*Work to be completed*
Write out each line from the data below that includes the word "FsMkdir".

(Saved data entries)
--- START ---

//! backend/memory.rs
//! In-memory backend.
//!
//! One `BTreeMap` keyed by normalized path (`a/b/c`, root is `""`) behind a
//! `parking_lot::RwLock`. Directories are explicit entries: `create` needs an
//! existing parent, the same contract a disk gives. File contents sit behind
//! their own mutex so open write handles never hold the tree lock.

use std::collections::BTreeMap;
use std::io::{self, Cursor, Write};
use std::sync::Arc;
use std::time::SystemTime;

use parking_lot::{Mutex, RwLock};

use super::{is_a_dir, not_a_dir, not_found};
use crate::constants::{DEFAULT_DIR_PERM, DEFAULT_FILE_PERM};
use crate::fs::{
    apply_limit, FileInfo, FsClose, FsCreate, FsDirReader, FsMkdir, FsOpen, FsRemove, FsRename, FsStat, FsWalk,
    ReadStream, WalkFn, WriteStream,
};

#[derive(Debug)]
struct FileData {
    bytes: Vec<u8>,
    modified: SystemTime,
}

#[derive(Debug, Clone)]
enum Node {
    Dir { mode: u32, modified: SystemTime },
    File { mode: u32, data: Arc<Mutex<FileData>> },
}

impl Node {
    fn info(&self, name: &str) -> FileInfo {
        match self {
            Node::Dir { mode, modified } => FileInfo::dir(name, *modified, *mode),
            Node::File { mode, data } => {
                let data = data.lock();
                FileInfo::file(name, data.bytes.len() as u64, data.modified, *mode)
            }
        }
    }

    fn is_dir(&self) -> bool {
        matches!(self, Node::Dir { .. })
    }
}

type Tree = BTreeMap<String, Node>;

fn normalize(path: &str) -> String {
    path.split('/')
        .filter(|seg| !seg.is_empty() && *seg != ".")
        .collect::<Vec<_>>()
        .join("/")
}

fn parent_key(key: &str) -> &str {
    key.rfind('/').map_or("", |idx| &key[..idx])
}

fn base_name(key: &str) -> &str {
    if key.is_empty() {
        "/"
    } else {
        key.rsplit('/').next().unwrap_or(key)
    }
}

fn child_prefix(key: &str) -> String {
    if key.is_empty() {
        String::new()
    } else {
        format!("{key}/")
    }
}

/// Direct children of `key`, in lexical order.
fn children<'a>(tree: &'a Tree, key: &str) -> Vec<(&'a String, &'a Node)> {
    let prefix = child_prefix(key);
    tree.range(prefix.clone()..)
        .take_while(|(k, _)| k.starts_with(&prefix))
        .filter(|(k, _)| {
            let rest = &k[prefix.len()..];
            !rest.is_empty() && !rest.contains('/')
        })
        .collect()
}

fn has_children(tree: &Tree, key: &str) -> bool {
    let prefix = child_prefix(key);
    tree.range(prefix.clone()..)
        .take_while(|(k, _)| k.starts_with(&prefix))
        .any(|(k, _)| k.len() > prefix.len())
}

fn require_dir(tree: &Tree, key: &str, shown: &str) -> io::Result<()> {
    match tree.get(key) {
        Some(node) if node.is_dir() => Ok(()),
        Some(_) => Err(not_a_dir(shown)),
        None => Err(not_found(shown)),
    }
}

/// Depth-first, parents before children, siblings in lexical order.
fn collect_walk(tree: &Tree, key: &str, rel: &str, out: &mut Vec<(String, FileInfo)>) {
    for (child, node) in children(tree, key) {
        let name = base_name(child);
        let child_rel = if rel.is_empty() { name.to_string() } else { format!("{rel}/{name}") };
        out.push((child_rel.clone(), node.info(name)));
        if node.is_dir() {
            collect_walk(tree, child, &child_rel, out);
        }
    }
}

fn join_display(root: &str, rel: &str) -> String {
    if rel.is_empty() {
        return root.to_string();
    }
    let base = root.trim_end_matches('/');
    if base.is_empty() && root.starts_with('/') {
        format!("/{rel}")
    } else if base.is_empty() || base == "." {
        rel.to_string()
    } else {
        format!("{base}/{rel}")
    }
}

/// Concurrency-safe in-memory filesystem. Clones share the same tree.
#[derive(Debug, Clone)]
pub struct MemFs {
    tree: Arc<RwLock<Tree>>,
}

impl Default for MemFs {
    fn default() -> Self {
        Self::new()
    }
}

impl MemFs {
    pub fn new() -> Self {
        let mut tree = Tree::new();
        tree.insert(String::new(), Node::Dir { mode: DEFAULT_DIR_PERM, modified: SystemTime::now() });
        Self { tree: Arc::new(RwLock::new(tree)) }
    }

    /// Number of files and directories, the root excluded.
    pub fn len(&self) -> usize {
        self.tree.read().len() - 1
    }

    pub fn is_empty(&self) -> bool {
        self.len() == 0
    }
}

impl FsOpen for MemFs {
    fn open(&self, path: &str) -> io::Result<Box<dyn ReadStream>> {
        let key = normalize(path);
        let tree = self.tree.read();
        match tree.get(&key) {
            Some(Node::File { data, .. }) => Ok(Box::new(Cursor::new(data.lock().bytes.clone()))),
            Some(Node::Dir { .. }) => Err(is_a_dir(path)),
            None => Err(not_found(path)),
        }
    }
}

impl FsCreate for MemFs {
    fn create(&self, path: &str) -> io::Result<Box<dyn WriteStream>> {
        let key = normalize(path);
        if key.is_empty() {
            return Err(is_a_dir(path));
        }
        let mut tree = self.tree.write();
        require_dir(&tree, parent_key(&key), path)?;
        if matches!(tree.get(&key), Some(node) if node.is_dir()) {
            return Err(is_a_dir(path));
        }

        let data = Arc::new(Mutex::new(FileData { bytes: Vec::new(), modified: SystemTime::now() }));
        tree.insert(key, Node::File { mode: DEFAULT_FILE_PERM, data: Arc::clone(&data) });
        Ok(Box::new(MemWriter { path: path.to_string(), data, closed: false }))
    }
}

impl FsMkdir for MemFs {
    fn mkdir(&self, path: &str, perm: u32) -> io::Result<()> {
        let key = normalize(path);
        let mut tree = self.tree.write();
        if tree.contains_key(&key) {
            return Err(io::Error::new(io::ErrorKind::AlreadyExists, format!("{path}: file exists")));
        }
        require_dir(&tree, parent_key(&key), path)?;
        tree.insert(key, Node::Dir { mode: perm, modified: SystemTime::now() });
        Ok(())
    }

    fn mkdir_all(&self, path: &str, perm: u32) -> io::Result<()> {
        let key = normalize(path);
        let mut tree = self.tree.write();
        let mut end = 0;
        while end < key.len() {
            end = key[end..].find('/').map_or(key.len(), |idx| end + idx);
            let prefix = &key[..end];
            match tree.get(prefix) {
                Some(node) if node.is_dir() => {}
                Some(_) => return Err(not_a_dir(prefix)),
                None => {
                    tree.insert(prefix.to_string(), Node::Dir { mode: perm, modified: SystemTime::now() });
                }
            }
            end += 1;
        }
        Ok(())
    }
}

impl FsDirReader for MemFs {
    fn readdir(&self, path: &str, limit: i32) -> io::Result<Vec<FileInfo>> {
        let key = normalize(path);
        let tree = self.tree.read();
        require_dir(&tree, &key, path)?;
        let infos = children(&tree, &key)
            .into_iter()
            .map(|(k, node)| node.info(base_name(k)))
            .collect();
        Ok(apply_limit(infos, limit))
    }

    fn readdirnames(&self, path: &str, limit: i32) -> io::Result<Vec<String>> {
        let key = normalize(path);
        let tree = self.tree.read();
        require_dir(&tree, &key, path)?;
        let names = children(&tree, &key)
            .into_iter()
            .map(|(k, _)| base_name(k).to_string())
            .collect();
        Ok(apply_limit(names, limit))
    }
}

impl FsStat for MemFs {
    fn stat(&self, path: &str) -> io::Result<FileInfo> {
        let key = normalize(path);
        let tree = self.tree.read();
        tree.get(&key)
            .map(|node| node.info(base_name(&key)))
            .ok_or_else(|| not_found(path))
    }
}

impl FsRemove for MemFs {
    fn remove(&self, path: &str) -> io::Result<()> {
        let key = normalize(path);
        if key.is_empty() {
            return Err(io::Error::new(io::ErrorKind::PermissionDenied, "cannot remove root"));
        }
        let mut tree = self.tree.write();
        match tree.get(&key) {
            None => return Err(not_found(path)),
            Some(node) if node.is_dir() && has_children(&tree, &key) => {
                return Err(io::Error::new(io::ErrorKind::Other, format!("{path}: directory not empty")));
            }
            Some(_) => {}
        }
        tree.remove(&key);
        Ok(())
    }

    fn remove_all(&self, path: &str) -> io::Result<()> {
        let key = normalize(path);
        let prefix = child_prefix(&key);
        let mut tree = self.tree.write();
        if key.is_empty() {
            tree.retain(|k, _| k.is_empty());
        } else {
            tree.retain(|k, _| *k != key && !k.starts_with(&prefix));
        }
        Ok(())
    }
}

impl FsRename for MemFs {
    fn rename(&self, from: &str, to: &str) -> io::Result<()> {
        let src = normalize(from);
        let dst = normalize(to);
        if src == dst {
            return Ok(());
        }
        if src.is_empty() || dst.starts_with(&child_prefix(&src)) {
            return Err(io::Error::new(
                io::ErrorKind::InvalidInput,
                format!("rename {from} to {to}: invalid destination"),
            ));
        }

        let mut tree = self.tree.write();
        if !tree.contains_key(&src) {
            return Err(not_found(from));
        }
        require_dir(&tree, parent_key(&dst), to)?;
        if let Some(existing) = tree.get(&dst) {
            if existing.is_dir() {
                return Err(is_a_dir(to));
            }
        }

        let src_prefix = child_prefix(&src);
        let moved: Vec<String> = tree
            .keys()
            .filter(|k| **k == src || k.starts_with(&src_prefix))
            .cloned()
            .collect();
        for old in moved {
            if let Some(node) = tree.remove(&old) {
                let new_key = format!("{dst}{}", &old[src.len()..]);
                tree.insert(new_key, node);
            }
        }
        Ok(())
    }
}

impl FsWalk for MemFs {
    /// Paths handed to `visit` are `root` joined with the relative path.
    /// The tree is snapshotted first, so `visit` may call back into the
    /// filesystem.
    fn walk(&self, root: &str, visit: &mut WalkFn<'_>) -> io::Result<()> {
        let key = normalize(root);
        let entries = {
            let tree = self.tree.read();
            let node = tree.get(&key).ok_or_else(|| not_found(root))?;
            let mut entries = vec![(String::new(), node.info(base_name(&key)))];
            if node.is_dir() {
                collect_walk(&tree, &key, "", &mut entries);
            }
            entries
        };

        for (rel, info) in entries {
            visit(&join_display(root, &rel), &info)?;
        }
        Ok(())
    }
}

impl FsClose for MemFs {
    fn close(&self) -> io::Result<()> {
        Ok(())
    }
}

/// Write handle: appends straight into the shared file contents.
struct MemWriter {
    path: String,
    data: Arc<Mutex<FileData>>,
    closed: bool,
}

impl Write for MemWriter {
    fn write(&mut self, buf: &[u8]) -> io::Result<usize> {
        if self.closed {
            return Err(io::Error::new(io::ErrorKind::Other, format!("{}: file already closed", self.path)));
        }
        let mut data = self.data.lock();
        data.bytes.extend_from_slice(buf);
        data.modified = SystemTime::now();
        Ok(buf.len())
    }

    fn flush(&mut self) -> io::Result<()> {
        Ok(())
    }
}

impl WriteStream for MemWriter {
    fn close(&mut self) -> io::Result<()> {
        if self.closed {
            return Err(io::Error::new(io::ErrorKind::Other, format!("{}: file already closed", self.path)));
        }
        self.closed = true;
        Ok(())
    }
}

--- END ---

*Exercise response*
    apply_limit, FileInfo, FsClose, FsCreate, FsDirReader, FsMkdir, FsOpen, FsRemove, FsRename, FsStat, FsWalk,
impl FsMkdir for MemFs {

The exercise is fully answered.